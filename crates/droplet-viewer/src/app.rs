// SPDX-License-Identifier: Apache-2.0
// © James Ross Ω FLYING•ROBOTS <https://github.com/flyingrobots>
//! Viewer host: owns the engine, feeds it callbacks and draws the board.

use std::io::{self, Write};
use std::time::{Duration, Instant};

use anyhow::{Context, Result};
use droplet_app_core::prefs::ViewerPrefs;
use droplet_playback::{Activity, FrameFetcher, PlaybackConfig, PlaybackEngine, PlaybackError};
use droplet_rpc_client::{spawn_fetch_worker, Delivery, RpcClient};
use tokio::io::{AsyncBufReadExt, BufReader};
use tokio::time::{self, MissedTickBehavior};
use tracing::{info, trace};

use crate::input::{self, Command, InputError, HELP};
use crate::render::{self, Board};
use crate::tween::TweenDriver;

const RENDER_PERIOD: Duration = Duration::from_millis(16);
const RPC_TIMEOUT: Duration = Duration::from_secs(5);

#[derive(Debug, Clone, Copy, PartialEq, Eq)]
pub enum Flow {
    Continue,
    Quit,
}

pub struct App<F: FrameFetcher, W: Write> {
    engine: PlaybackEngine<TweenDriver, F>,
    board: Board,
    autoplay: bool,
    notice: Option<String>,
    dirty: bool,
    out: W,
}

impl<F: FrameFetcher, W: Write> App<F, W> {
    pub fn new(engine: PlaybackEngine<TweenDriver, F>, board: Board, autoplay: bool, out: W) -> Self {
        Self {
            engine,
            board,
            autoplay,
            notice: None,
            dirty: true,
            out,
        }
    }

    pub fn start(&mut self) {
        self.engine.start();
    }

    pub fn autoplay(&self) -> bool {
        self.autoplay
    }

    pub fn command(&mut self, cmd: Command) -> Flow {
        self.notice = None;
        self.dirty = true;
        match cmd {
            Command::Forward => self.engine.forward(),
            Command::Backward => self.engine.backward(),
            Command::Seek(frame) => self.engine.seek(frame),
            Command::ToggleAutoplay => {
                self.autoplay = !self.autoplay;
                info!(autoplay = self.autoplay, "autoplay toggled");
            }
            Command::Help => self.notice = Some(HELP.to_string()),
            Command::Quit => return Flow::Quit,
        }
        Flow::Continue
    }

    pub fn reject(&mut self, err: &InputError) {
        self.notice = Some(err.to_string());
        self.dirty = true;
    }

    /// One autoplay step; stops autoplay at the end of a closed timeline.
    pub fn autoplay_tick(&mut self) {
        if !self.autoplay {
            return;
        }
        let state = self.engine.state();
        if state.max_frame.is_some_and(|max| state.selected_frame >= max) {
            self.autoplay = false;
            self.dirty = true;
            info!(frame = state.selected_frame, "end of timeline; autoplay stopped");
            return;
        }
        self.engine.forward();
        self.dirty = true;
    }

    pub fn deliver(&mut self, (index, result): Delivery) -> Result<(), PlaybackError> {
        trace!(index, ok = result.is_ok(), "frame delivered");
        self.dirty = true;
        self.engine.on_frame_fetched(result)
    }

    /// Finish due tweens and redraw when something changed.
    pub fn tick(&mut self, now: Instant) -> Result<()> {
        if self.engine.driver_mut().advance(now) {
            self.engine.on_complete()?;
            self.dirty = true;
        }
        if self.dirty || self.engine.driver().is_animating() {
            self.draw(now).context("drawing board")?;
            self.dirty = false;
        }
        Ok(())
    }

    fn status_line(&self) -> String {
        let state = self.engine.state();
        let slider = self.engine.slider();
        let activity = match self.engine.activity() {
            Activity::Idle => "idle".to_string(),
            Activity::Fetching { index } => format!("fetching {index}"),
            Activity::Animating { delta, .. } if delta < 0 => "rewinding".to_string(),
            Activity::Animating { .. } => "playing".to_string(),
        };
        let end = if state.closed { " [end]" } else { "" };
        format!(
            "frame {} -> {} | slider {}/{}{end} | {activity} | autoplay {}",
            state.display_frame,
            state.selected_frame,
            slider.value,
            slider.max,
            if self.autoplay { "on" } else { "off" },
        )
    }

    fn draw(&mut self, now: Instant) -> io::Result<()> {
        let mut screen = String::from("\x1b[2J\x1b[H");
        let sprites = self.engine.driver().sprites(now);
        render::draw(&self.board, &sprites, &self.status_line(), &mut screen);
        if let Some(notice) = &self.notice {
            screen.push_str(notice);
            screen.push('\n');
        }
        self.out.write_all(screen.as_bytes())?;
        self.out.flush()
    }

    #[cfg(test)]
    fn engine_mut(&mut self) -> &mut PlaybackEngine<TweenDriver, F> {
        &mut self.engine
    }
}

/// Run the viewer against the configured simulator until `quit` or EOF.
pub async fn run(prefs: ViewerPrefs, autoplay: bool) -> Result<()> {
    let client = RpcClient::with_timeout(
        prefs.server.url.clone(),
        prefs.server.method.clone(),
        RPC_TIMEOUT,
    )
    .context("building JSON-RPC client")?;
    info!(url = %client.url(), method = %client.method(), "streaming frames");
    let (fetcher, mut deliveries) = spawn_fetch_worker(client);
    let config = PlaybackConfig {
        base_duration: prefs.playback.tween(),
    };
    let engine = PlaybackEngine::new(config, TweenDriver::new(), fetcher);
    let mut app = App::new(engine, Board::from(&prefs.board), autoplay, io::stdout());
    app.start();

    let mut lines = BufReader::new(tokio::io::stdin()).lines();
    let mut render_tick = time::interval(RENDER_PERIOD);
    render_tick.set_missed_tick_behavior(MissedTickBehavior::Skip);
    let mut autoplay_tick = time::interval(prefs.playback.autoplay_interval());
    autoplay_tick.set_missed_tick_behavior(MissedTickBehavior::Delay);

    loop {
        tokio::select! {
            Some(delivery) = deliveries.recv() => app.deliver(delivery)?,
            line = lines.next_line() => {
                let Some(line) = line.context("reading stdin")? else { break };
                match input::parse(&line) {
                    Ok(cmd) => {
                        if app.command(cmd) == Flow::Quit {
                            break;
                        }
                    }
                    Err(err) => app.reject(&err),
                }
            }
            _ = render_tick.tick() => app.tick(Instant::now())?,
            _ = autoplay_tick.tick() => app.autoplay_tick(),
        }
    }
    info!(autoplay = app.autoplay(), "viewer exiting");
    Ok(())
}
■ ■ ■ ■
# Work request:
In the entries above, some lines hold the string "format". Copy each of them.

# Solution to the exercise:
            Activity::Fetching { index } => format!("fetching {index}"),
        format!(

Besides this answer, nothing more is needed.